* Given records *
○ ○ ○
//! The engine: registry, admission, provisioning, supervision and metrics
//! wired into the `execute` entry point.

use crate::admission::AdmissionGate;
use crate::code_store::{CodeStore, FsCodeStore};
use crate::config::EngineConfig;
use crate::parser::{self, ExecutionOutcome};
use crate::provisioner::SandboxProvisioner;
use crate::recorder::{millis, Attempt, MetricsRecorder};
use crate::registry::{Deployment, FunctionRegistry, FunctionUpdate, NewFunction};
use crate::runtime::{ContainerRuntime, ResourceUsage};
use crate::supervisor::ExecutionSupervisor;
use crate::MANAGED_LABEL;
use chrono::{DateTime, Utc};
use fnrun_common::{
    FnrunError, Function, FunctionId, InvocationResponse, Language, Metric, Result, Value,
};
use fnrun_store::{
    timeseries, FunctionStore, InMemoryStore, MetricFilter, MetricStore, MetricSummary, Period,
    TimeBucket,
};
use std::sync::Arc;
use std::time::{Duration, Instant};
use tracing::{error, info, instrument, warn};
use uuid::Uuid;

/// Result of the sandboxed part of an invocation.
struct SandboxRun {
    outcome: ExecutionOutcome,
    exit_code: Option<i64>,
    container_id: Option<String>,
    usage: Option<ResourceUsage>,
}

impl SandboxRun {
    fn failed(err: &FnrunError, container_id: Option<String>) -> Self {
        Self {
            outcome: ExecutionOutcome::from(err),
            exit_code: None,
            container_id,
            usage: None,
        }
    }
}

pub struct Engine {
    config: Arc<EngineConfig>,
    registry: FunctionRegistry,
    provisioner: SandboxProvisioner,
    supervisor: ExecutionSupervisor,
    recorder: MetricsRecorder,
    metrics: Arc<dyn MetricStore>,
    runtime: Arc<dyn ContainerRuntime>,
    gate: AdmissionGate,
}

impl Engine {
    pub fn new(
        config: EngineConfig,
        runtime: Arc<dyn ContainerRuntime>,
        code: Arc<dyn CodeStore>,
        functions: Arc<dyn FunctionStore>,
        metrics: Arc<dyn MetricStore>,
    ) -> Result<Self> {
        config.validate()?;
        let config = Arc::new(config);
        info!(
            max_concurrent = config.max_concurrent_sandboxes,
            max_queue = config.max_queue_depth,
            "Initializing execution engine"
        );
        Ok(Self {
            registry: FunctionRegistry::new(functions, code.clone()),
            provisioner: SandboxProvisioner::new(runtime.clone(), code, config.clone()),
            supervisor: ExecutionSupervisor::new(config.teardown_grace()),
            recorder: MetricsRecorder::new(metrics.clone()),
            gate: AdmissionGate::new(config.max_concurrent_sandboxes, config.max_queue_depth),
            metrics,
            runtime,
            config,
        })
    }

    /// Engine with a filesystem code store at `functions_dir` and in-memory
    /// function and metric stores.
    pub async fn in_memory(config: EngineConfig, runtime: Arc<dyn ContainerRuntime>) -> Result<Self> {
        let code = FsCodeStore::open(&config.functions_dir).await?;
        let store = InMemoryStore::new();
        Self::new(
            config,
            runtime,
            Arc::new(code),
            Arc::new(store.clone()),
            Arc::new(store),
        )
    }

    pub fn config(&self) -> &EngineConfig {
        &self.config
    }

    pub fn registry(&self) -> &FunctionRegistry {
        &self.registry
    }

    pub fn in_flight(&self) -> usize {
        self.gate.in_flight()
    }

    /// Reloads persisted functions; call once at startup.
    pub async fn restore(&self) -> Result<usize> {
        self.registry.restore().await
    }

    /// Removes sandboxes left behind by a previous process.
    pub async fn sweep_stranded(&self) -> Result<usize> {
        self.runtime
            .sweep(MANAGED_LABEL)
            .await
            .map_err(|e| FnrunError::Internal(format!("sweep failed: {e}")))
    }

    // --- Invocation ---

    /// Runs `function_id` once with `payload`. Sandbox failures come back as a
    /// failed response; only an unknown function is an `Err`.
    #[instrument(skip(self, payload))]
    pub async fn execute(
        self: &Arc<Self>,
        function_id: FunctionId,
        payload: Value,
        timeout: Option<Duration>,
    ) -> Result<InvocationResponse> {
        let function = self.registry.lookup(function_id).await?;
        Ok(self.dispatch(function, payload, timeout).await)
    }

    #[instrument(skip(self, payload))]
    pub async fn execute_route(
        self: &Arc<Self>,
        route: &str,
        payload: Value,
        timeout: Option<Duration>,
    ) -> Result<InvocationResponse> {
        let function = self.registry.lookup_route(route).await?;
        Ok(self.dispatch(function, payload, timeout).await)
    }

    /// Runs the invocation on its own task so the sandbox is driven to the end
    /// and metered even if the caller goes away.
    async fn dispatch(
        self: &Arc<Self>,
        function: Function,
        payload: Value,
        timeout: Option<Duration>,
    ) -> InvocationResponse {
        let request_id = Uuid::new_v4().to_string();
        let started_at = Utc::now();
        let clock = Instant::now();
        let payload_json = payload.to_string();
        let payload_size = payload_json.len() as u64;
        let function_id = function.id;

        let engine = self.clone();
        let task_request_id = request_id.clone();
        let task = tokio::spawn(async move {
            engine
                .invoke(function, payload_json, task_request_id, started_at, clock, timeout)
                .await
        });

        match task.await {
            Ok(response) => response,
            Err(e) => {
                error!(%request_id, function_id, error = %e, "Invocation task failed");
                let outcome =
                    ExecutionOutcome::from(&FnrunError::Crashed(format!("invocation aborted: {e}")));
                self.conclude(Attempt {
                    request_id: &request_id,
                    function_id,
                    started_at,
                    elapsed: clock.elapsed(),
                    payload_size,
                    outcome: &outcome,
                    exit_code: None,
                    container_id: None,
                    usage: None,
                })
                .await
            }
        }
    }

    async fn invoke(
        self: Arc<Self>,
        function: Function,
        payload_json: String,
        request_id: String,
        started_at: DateTime<Utc>,
        clock: Instant,
        timeout: Option<Duration>,
    ) -> InvocationResponse {
        // Queueing for a slot spends the same budget as running
        let timeout = self.config.effective_timeout(timeout, function.timeout());
        let deadline = tokio::time::Instant::now() + timeout;
        let run = match self.gate.admit_within(timeout).await {
            Ok(permit) => {
                let remaining = deadline
                    .saturating_duration_since(tokio::time::Instant::now())
                    .max(Duration::from_millis(1));
                let run = self
                    .run_sandboxed(&function, &payload_json, &request_id, remaining)
                    .await;
                drop(permit);
                run
            }
            Err(e) => {
                warn!(%request_id, function_id = function.id, error = %e, "Invocation rejected");
                SandboxRun::failed(&e, None)
            }
        };

        self.conclude(Attempt {
            request_id: &request_id,
            function_id: function.id,
            started_at,
            elapsed: clock.elapsed(),
            payload_size: payload_json.len() as u64,
            outcome: &run.outcome,
            exit_code: run.exit_code,
            container_id: run.container_id.as_deref(),
            usage: run.usage,
        })
        .await
    }

    async fn run_sandboxed(
        &self,
        function: &Function,
        payload_json: &str,
        request_id: &str,
        timeout: Duration,
    ) -> SandboxRun {
        let sandbox = match self
            .provisioner
            .prepare(function, payload_json, request_id)
            .await
        {
            Ok(sandbox) => sandbox,
            Err(e) => {
                warn!(%request_id, error = %e, "Sandbox provisioning failed");
                return SandboxRun::failed(&e, None);
            }
        };

        let container_id = sandbox.id().to_string();
        match self.supervisor.run(sandbox, timeout).await {
            Ok(report) => SandboxRun {
                outcome: parser::interpret(&report),
                exit_code: report.exit_code,
                container_id: Some(container_id),
                usage: report.usage,
            },
            Err(e) => SandboxRun::failed(&e, Some(container_id)),
        }
    }

    /// Records the metric and builds the response from the same numbers.
    async fn conclude(&self, attempt: Attempt<'_>) -> InvocationResponse {
        let degraded = match self.recorder.record(&attempt).await {
            Ok(_) => false,
            Err(e) => {
                error!(request_id = %attempt.request_id, error = %e, "Failed to persist invocation metric");
                true
            }
        };

        let outcome = attempt.outcome;
        info!(
            request_id = %attempt.request_id,
            function_id = attempt.function_id,
            success = outcome.success,
            duration_ms = millis(attempt.elapsed),
            "Invocation finished"
        );
        InvocationResponse {
            request_id: attempt.request_id.to_string(),
            function_id: attempt.function_id,
            success: outcome.success,
            result: outcome.result.clone(),
            error: outcome.error.clone(),
            logs: outcome.logs.clone(),
            duration_ms: millis(attempt.elapsed),
            started_at: attempt.started_at,
            degraded,
        }
    }

    // --- Function management ---

    pub async fn register(&self, new: NewFunction) -> Result<Function> {
        self.registry.register(new).await
    }

    pub async fn deploy(&self, deployment: Deployment) -> Result<Function> {
        self.registry.deploy(deployment).await
    }

    pub async fn update(&self, id: FunctionId, update: FunctionUpdate) -> Result<Function> {
        self.registry.update(id, update).await
    }

    pub async fn delete(&self, id: FunctionId) -> Result<Function> {
        self.registry.delete(id).await
    }

    pub async fn adopt_existing(
        &self,
        id: FunctionId,
        name: &str,
        route: &str,
        language: Language,
    ) -> Result<Function> {
        self.registry.adopt_existing(id, name, route, language).await
    }

    pub async fn get_function(&self, id: FunctionId) -> Result<Function> {
        self.registry.lookup(id).await
    }

    pub async fn list_functions(&self) -> Vec<Function> {
        self.registry.list().await
    }

    // --- Metrics ---

    /// Metric rows, newest first. History outlives deletion, so rows of a
    /// deleted function are still returned.
    pub async fn get_metrics(&self, function_id: FunctionId, filter: &MetricFilter) -> Result<Vec<Metric>> {
        let rows = self.metrics.query_metrics(function_id, filter).await?;
        if rows.is_empty() && !self.registry.contains(function_id).await {
            return Err(FnrunError::NotFound(format!("function {function_id}")));
        }
        Ok(rows)
    }

    pub async fn summary(&self, function_id: FunctionId, days: Option<u32>) -> Result<MetricSummary> {
        let function = self.registry.lookup(function_id).await?;
        self.summarize(&function, days).await
    }

    pub async fn summaries(&self, days: Option<u32>) -> Result<Vec<MetricSummary>> {
        let mut summaries = Vec::new();
        for function in self.registry.list().await {
            summaries.push(self.summarize(&function, days).await?);
        }
        Ok(summaries)
    }

    async fn summarize(&self, function: &Function, days: Option<u32>) -> Result<MetricSummary> {
        let filter = days.map(MetricFilter::last_days).unwrap_or_else(MetricFilter::unbounded);
        let rows = self.metrics.query_metrics(function.id, &filter).await?;
        Ok(MetricSummary::from_metrics(function.id, &function.name, &rows))
    }

    /// Buckets a function's whole history. Unknown functions yield no buckets.
    pub async fn timeseries(&self, function_id: FunctionId, period: Period) -> Result<Vec<TimeBucket>> {
        if !self.registry.contains(function_id).await {
            return Ok(Vec::new());
        }
        let rows = self
            .metrics
            .query_metrics(function_id, &MetricFilter::unbounded())
            .await?;
        Ok(timeseries(&rows, period))
    }
}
○ ○ ○
* Action item *
Look back at the entries above and repeat, unchanged, every line from the line holding "Ok(report) => SandboxRun" through the line holding "pub async fn register(&self, new: NewFunction)".

* Response to this task *
            Ok(report) => SandboxRun {
                outcome: parser::interpret(&report),
                exit_code: report.exit_code,
                container_id: Some(container_id),
                usage: report.usage,
            },
            Err(e) => SandboxRun::failed(&e, Some(container_id)),
        }
    }

    /// Records the metric and builds the response from the same numbers.
    async fn conclude(&self, attempt: Attempt<'_>) -> InvocationResponse {
        let degraded = match self.recorder.record(&attempt).await {
            Ok(_) => false,
            Err(e) => {
                error!(request_id = %attempt.request_id, error = %e, "Failed to persist invocation metric");
                true
            }
        };

        let outcome = attempt.outcome;
        info!(
            request_id = %attempt.request_id,
            function_id = attempt.function_id,
            success = outcome.success,
            duration_ms = millis(attempt.elapsed),
            "Invocation finished"
        );
        InvocationResponse {
            request_id: attempt.request_id.to_string(),
            function_id: attempt.function_id,
            success: outcome.success,
            result: outcome.result.clone(),
            error: outcome.error.clone(),
            logs: outcome.logs.clone(),
            duration_ms: millis(attempt.elapsed),
            started_at: attempt.started_at,
            degraded,
        }
    }

    // --- Function management ---

    pub async fn register(&self, new: NewFunction) -> Result<Function> {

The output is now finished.